Beim Weltmarktführer Heidelberger Druck ist Hauptversammlung. Eine Frage beschäftigt alle: Wo sollen nach fünf Jahren Durststrecke endlich Gewinne herkommen?

Ist das Ende der Durststrecke wirklich erreicht? Nicht weniger will heute Gerold Linzbach, Vorstandschef des Druckmaschinenbauers Heidelberger Druck, seinen Aktionären glaubhaft vermitteln. Doch die dürften auf der Hauptversammlung des Unternehmens  nur schwer zu begeistern sein. Fünf Jahre rote Zahlen verhageln ihnen die Laune und die Rendite ihres Aktiendepots.

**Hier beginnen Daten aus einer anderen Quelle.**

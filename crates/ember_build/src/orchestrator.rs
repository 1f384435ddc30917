//! Processing of a single build unit.

use std::path::Path;

use ember_cache::DependencySet;
use tracing::{debug, info};

use crate::error::BuildError;
use crate::extract::DependencyExtractor;
use crate::lifecycle::LifecycleCoordinator;
use crate::toolchain::Toolchain;
use crate::unit::{Artifact, BuildEnv, BuildUnit, ContentKind};

/// Decides whether a unit's artifact is still valid and rebuilds it if not.
pub struct Orchestrator<'a> {
    toolchain: &'a dyn Toolchain,
    env: &'a BuildEnv,
}

impl<'a> Orchestrator<'a> {
    /// Creates an orchestrator for units of the given environment.
    pub fn new(toolchain: &'a dyn Toolchain, env: &'a BuildEnv) -> Self {
        Self { toolchain, env }
    }

    /// Produces the artifact of `unit`.
    ///
    /// The artifact is reused when it exists, every dependency report
    /// succeeded, and every file of the unit's freshly extracted dependency
    /// set matches the store; otherwise the tool rebuilds it. Once the artifact has been read back, the dependency
    /// set is registered with `coordinator` for the batch commit, on cache
    /// hits as well as rebuilds. A failed unit registers nothing.
    pub fn process(
        &self,
        unit: &BuildUnit,
        coordinator: &LifecycleCoordinator,
    ) -> Result<Artifact, BuildError> {
        let sources = unit.sources(&self.env.root);
        let options = self.env.merged_options(&unit.attributes);

        let extraction = DependencyExtractor::new(self.toolchain, &self.env.root)
            .extract(unit, &sources, &options);
        let watch = extraction.files;

        let out_path = self.env.artifact_path(&unit.key);
        let fresh =
            extraction.complete && out_path.is_file() && coordinator.store().check(&watch);

        if fresh {
            debug!(unit = %unit.key.display(), "artifact is fresh");
        } else {
            self.compile(unit, &sources, &options, &watch, &out_path)?;
        }

        let contents =
            std::fs::read(&out_path).map_err(|e| BuildError::io(out_path.clone(), e))?;

        coordinator.register(unit.key.clone(), watch.clone());

        Ok(Artifact {
            key: unit.key.clone(),
            path: out_path,
            contents,
            watch_files: watch.into_iter().collect(),
            kind: ContentKind::Js,
            rebuilt: !fresh,
        })
    }

    fn compile(
        &self,
        unit: &BuildUnit,
        sources: &[String],
        options: &[String],
        watch: &DependencySet,
        out_path: &Path,
    ) -> Result<(), BuildError> {
        if self.env.verbose {
            let compiling: Vec<String> = sources
                .iter()
                .map(|s| {
                    let abs = ember_common::absolutize(Path::new(s), &unit.resolve_dir);
                    ember_common::relative_to(&abs, &self.env.root)
                        .display()
                        .to_string()
                })
                .collect();
            info!(unit = %unit.key.display(), sources = %compiling.join(" "), "compiling");
        } else {
            debug!(unit = %unit.key.display(), dependencies = watch.len(), "compiling");
        }

        if let Some(dir) = out_path.parent() {
            std::fs::create_dir_all(dir).map_err(|e| BuildError::io(dir, e))?;
        }

        let output_arg = ember_common::relative_to(out_path, &unit.resolve_dir);
        let args = build_args(
            sources,
            &output_arg.to_string_lossy(),
            &self.env.baseline_flags,
            options,
        );

        let output = self
            .toolchain
            .run(&unit.resolve_dir, &args)
            .map_err(|e| BuildError::BuildFailed {
                unit: unit.name(),
                status: "could not start the tool".to_string(),
                diagnostics: e.to_string(),
            })?;

        if !output.success() {
            return Err(BuildError::BuildFailed {
                unit: unit.name(),
                status: output.status(),
                diagnostics: output.diagnostics(),
            });
        }
        Ok(())
    }
}

/// Arguments of a build invocation: every source, the output, the baseline
/// flags, then the merged options in order.
pub fn build_args(
    sources: &[String],
    output: &str,
    baseline_flags: &[String],
    options: &[String],
) -> Vec<String> {
    let mut args: Vec<String> = sources.to_vec();
    args.push("-o".to_string());
    args.push(output.to_string());
    args.extend(baseline_flags.iter().cloned());
    args.extend(options.iter().cloned());
    args
}

#[cfg(test)]
mod tests {
    use super::*;

    #[test]
    fn build_args_order() {
        let args = build_args(
            &["a.cc".to_string(), "b.cc".to_string()],
            "../dist/a.cc.0123.mjs",
            &["-Os".to_string(), "-sMODULARIZE=1".to_string()],
            &["-sX=1".to_string(), "-sX=2".to_string()],
        );
        assert_eq!(
            args,
            vec![
                "a.cc",
                "b.cc",
                "-o",
                "../dist/a.cc.0123.mjs",
                "-Os",
                "-sMODULARIZE=1",
                "-sX=1",
                "-sX=2"
            ]
        );
    }
}
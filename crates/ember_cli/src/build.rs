//! `ember build`: one batch over the configured units.
//!
//! 1. Load the project (walk up looking for `ember.toml`)
//! 2. Resolve the configured units, or the named subset
//! 3. Run the batch on the worker pool
//! 4. Report each unit, then the commit

use ember_build::{run_batch, BuildError};

use crate::pipeline::load_project;
use crate::{BuildArgs, GlobalArgs};

/// Runs the `ember build` command.
///
/// Returns exit code 0 if every unit produced an artifact and the fingerprint
/// table was committed, 1 otherwise.
pub fn run(args: &BuildArgs, global: &GlobalArgs) -> Result<i32, Box<dyn std::error::Error>> {
    let project = load_project(global)?;
    let requests = project.requests(&args.units)?;

    if requests.is_empty() {
        if !global.quiet {
            eprintln!("warning: no units configured in {}", project.dir.display());
        }
        return Ok(0);
    }

    let jobs = args.jobs.unwrap_or(project.config.build.jobs);
    let mut session = project.open_session(global.verbose);
    let report = run_batch(&mut session, &requests, jobs)?;

    if !global.quiet {
        for artifact in &report.artifacts {
            let label = if artifact.rebuilt { "Compiling" } else { "Fresh" };
            eprintln!(
                "{label:>12} {} -> {}",
                artifact.key.display(),
                project.display(&artifact.path)
            );
        }
    }

    for failure in &report.failures {
        match &failure.error {
            BuildError::BuildFailed {
                status,
                diagnostics,
                ..
            } => {
                eprintln!("error: failed to build '{}' ({status})", failure.unit);
                if !diagnostics.is_empty() {
                    eprintln!("{}", diagnostics.trim_end());
                }
            }
            other => eprintln!("error: {}: {other}", failure.unit),
        }
    }

    if let Err(ref e) = report.commit {
        eprintln!("error: fingerprints not saved: {e}");
    }

    if !global.quiet {
        eprintln!(
            "    Finished {} unit(s): {} rebuilt, {} fresh, {} failed",
            requests.len(),
            report.rebuilt(),
            report.artifacts.len() - report.rebuilt(),
            report.failures.len()
        );
    }

    if report.is_success() {
        Ok(0)
    } else {
        Ok(1)
    }
}
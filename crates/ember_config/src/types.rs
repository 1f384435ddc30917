//! Configuration types deserialized from `ember.toml`.

use serde::de::{self, Visitor};
use serde::{Deserialize, Deserializer};
use std::path::{Path, PathBuf};

/// Output directory used when `[output]` names neither `dir` nor `file`.
pub const DEFAULT_OUT_DIR: &str = "dist";

/// Cache directory used when `[cache]` does not name one.
pub const DEFAULT_CACHE_DIR: &str = ".ember";

/// File name of the fingerprint table inside the cache directory.
pub const STORE_FILE: &str = "freshness.json";

/// Flags every build invocation gets ahead of the merged options, producing an
/// ES6 module factory suitable for the web.
pub const DEFAULT_BASELINE_FLAGS: &[&str] = &[
    "-Os",
    "-sENVIRONMENT=web",
    "-sEXPORT_ES6=1",
    "-sMODULARIZE=1",
];

/// The top-level project configuration parsed from `ember.toml`.
#[derive(Debug, Default, Deserialize)]
pub struct ProjectConfig {
    /// The translation tool and its global options.
    #[serde(default)]
    pub toolchain: ToolchainConfig,
    /// Where artifacts are written.
    #[serde(default)]
    pub output: OutputConfig,
    /// Where the fingerprint table is persisted.
    #[serde(default)]
    pub cache: CacheConfig,
    /// Batch settings (parallelism, verbosity).
    #[serde(default)]
    pub build: BuildSettings,
    /// The build units, in declaration order.
    #[serde(default)]
    pub units: Vec<UnitConfig>,
}

impl ProjectConfig {
    /// Returns the absolute artifact output directory.
    ///
    /// `output.file` contributes its parent directory; otherwise `output.dir`
    /// is used, falling back to [`DEFAULT_OUT_DIR`].
    pub fn out_dir(&self, project_dir: &Path) -> PathBuf {
        let relative = match (&self.output.dir, &self.output.file) {
            (_, Some(file)) => Path::new(file)
                .parent()
                .map(Path::to_path_buf)
                .unwrap_or_default(),
            (Some(dir), None) => PathBuf::from(dir),
            (None, None) => PathBuf::from(DEFAULT_OUT_DIR),
        };
        ember_common::absolutize(&relative, project_dir)
    }

    /// Returns the absolute path of the persisted fingerprint table.
    pub fn store_path(&self, project_dir: &Path) -> PathBuf {
        let dir = self.cache.dir.as_deref().unwrap_or(DEFAULT_CACHE_DIR);
        ember_common::absolutize(Path::new(dir), project_dir).join(STORE_FILE)
    }
}

/// The external translation tool.
#[derive(Debug, Deserialize)]
pub struct ToolchainConfig {
    /// Program name or path of the tool.
    #[serde(default = "default_program")]
    pub program: String,
    /// Options passed to every unit, before the unit's own options.
    ///
    /// Accepts either a list or a single whitespace-separated string.
    #[serde(default, deserialize_with = "deserialize_options")]
    pub options: Vec<String>,
    /// Fixed flags for build invocations.
    #[serde(default = "default_baseline_flags")]
    pub baseline_flags: Vec<String>,
}

impl Default for ToolchainConfig {
    fn default() -> Self {
        Self {
            program: default_program(),
            options: Vec::new(),
            baseline_flags: default_baseline_flags(),
        }
    }
}

fn default_program() -> String {
    "emcc".to_string()
}

fn default_baseline_flags() -> Vec<String> {
    DEFAULT_BASELINE_FLAGS.iter().map(|f| f.to_string()).collect()
}

/// Deserializes options from either a string (`options = "-O2 -Wall"`) or an
/// array of strings (`options = ["-O2", "-Wall"]`).
fn deserialize_options<'de, D>(deserializer: D) -> Result<Vec<String>, D::Error>
where
    D: Deserializer<'de>,
{
    struct StringOrVec;

    impl<'de> Visitor<'de> for StringOrVec {
        type Value = Vec<String>;

        fn expecting(&self, formatter: &mut std::fmt::Formatter<'_>) -> std::fmt::Result {
            formatter.write_str("a string or a list of strings")
        }

        fn visit_str<E: de::Error>(self, v: &str) -> Result<Self::Value, E> {
            Ok(ember_common::split_options(v))
        }

        fn visit_seq<A: de::SeqAccess<'de>>(self, mut seq: A) -> Result<Self::Value, A::Error> {
            let mut vec = Vec::new();
            while let Some(val) = seq.next_element::<String>()? {
                vec.push(val);
            }
            Ok(vec)
        }
    }

    deserializer.deserialize_any(StringOrVec)
}

/// Artifact output location. At most one of `dir` and `file` may be set.
#[derive(Debug, Default, Deserialize)]
pub struct OutputConfig {
    /// Output directory, relative to the project root.
    pub dir: Option<String>,
    /// Output file of the enclosing bundle; artifacts go next to it.
    pub file: Option<String>,
}

/// Fingerprint table location.
#[derive(Debug, Default, Deserialize)]
pub struct CacheConfig {
    /// Cache directory, relative to the project root.
    pub dir: Option<String>,
}

/// Batch settings.
#[derive(Debug, Default, Deserialize)]
pub struct BuildSettings {
    /// Worker count for concurrent units; `0` means one per core.
    #[serde(default)]
    pub jobs: usize,
    /// Log every unit that gets compiled.
    #[serde(default)]
    pub verbose: bool,
}

/// A single `[[units]]` entry, with its attribute strings still raw.
#[derive(Debug, Clone, Deserialize)]
pub struct UnitConfig {
    /// Primary source, relative to `resolve_dir`.
    pub path: String,
    /// Directory relative paths of this unit resolve against, relative to the
    /// project root. Defaults to the project root.
    #[serde(default)]
    pub resolve_dir: Option<String>,
    /// Unit-specific options, appended after the global options.
    #[serde(default)]
    pub options: Option<String>,
    /// Auxiliary sources compiled into the same artifact.
    #[serde(default)]
    pub sources: Option<String>,
}

#[cfg(test)]
mod tests {
    use super::*;

    #[test]
    fn toolchain_defaults() {
        let tc = ToolchainConfig::default();
        assert_eq!(tc.program, "emcc");
        assert!(tc.options.is_empty());
        assert_eq!(tc.baseline_flags, DEFAULT_BASELINE_FLAGS);
    }

    #[test]
    fn options_from_string() {
        let config: ProjectConfig = toml::from_str(
            r#"
[toolchain]
options = "-Iinclude  -O2"
"#,
        )
        .unwrap();
        assert_eq!(config.toolchain.options, vec!["-Iinclude", "-O2"]);
    }

    #[test]
    fn options_from_list() {
        let config: ProjectConfig = toml::from_str(
            r#"
[toolchain]
options = ["-Iinclude", "-sEXPORTED_FUNCTIONS=_main"]
"#,
        )
        .unwrap();
        assert_eq!(
            config.toolchain.options,
            vec!["-Iinclude", "-sEXPORTED_FUNCTIONS=_main"]
        );
    }

    #[cfg(unix)]
    #[test]
    fn out_dir_variants() {
        let root = Path::new("/work/app");

        let config = ProjectConfig::default();
        assert_eq!(config.out_dir(root), PathBuf::from("/work/app/dist"));

        let config: ProjectConfig = toml::from_str("[output]\ndir = \"build/wasm\"\n").unwrap();
        assert_eq!(config.out_dir(root), PathBuf::from("/work/app/build/wasm"));

        let config: ProjectConfig =
            toml::from_str("[output]\nfile = \"public/bundle.js\"\n").unwrap();
        assert_eq!(config.out_dir(root), PathBuf::from("/work/app/public"));
    }

    #[cfg(unix)]
    #[test]
    fn store_path_variants() {
        let root = Path::new("/work/app");
        let config = ProjectConfig::default();
        assert_eq!(
            config.store_path(root),
            PathBuf::from("/work/app/.ember/freshness.json")
        );

        let config: ProjectConfig = toml::from_str("[cache]\ndir = \"tmp/c\"\n").unwrap();
        assert_eq!(
            config.store_path(root),
            PathBuf::from("/work/app/tmp/c/freshness.json")
        );
    }
}
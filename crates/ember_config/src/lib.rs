//! Parsing and validation of `ember.toml` project configuration files.
//!
//! This crate reads the project configuration file and produces a strongly-typed
//! [`ProjectConfig`], and resolves its `[[units]]` entries into build units with
//! typed attributes.

#![warn(missing_docs)]

pub mod error;
pub mod loader;
pub mod resolve;
pub mod types;

pub use error::ConfigError;
pub use loader::{load_config, load_config_from_str, CONFIG_FILE};
pub use resolve::{resolve_units, ResolvedUnit};
pub use types::*;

2012 machte der Weltmarktführer Heideldruck aus 2,7 Milliarden Euro Umsatz 110 Millionen Euro Verlust. Von den 14 200 Mitarbeiter-Stellen sollen nun rund 700 gestrichen werden. Die Aktionäre mussten akzeptieren, dass ihre Anteile verwässern: Heideldruck platzierte jüngst erfolgreich eine Wandelanleihe über 60 Millionen Euro, aber zum Preis von 8,5 Prozent Jahreszins an die Investoren. In vier Jahren kann die Anleihe in Aktien gewandelt werden: Das entspräche bis zu 22,9 Millionen Stück. Ein möglicher Gewinn pro Aktie wird sinken.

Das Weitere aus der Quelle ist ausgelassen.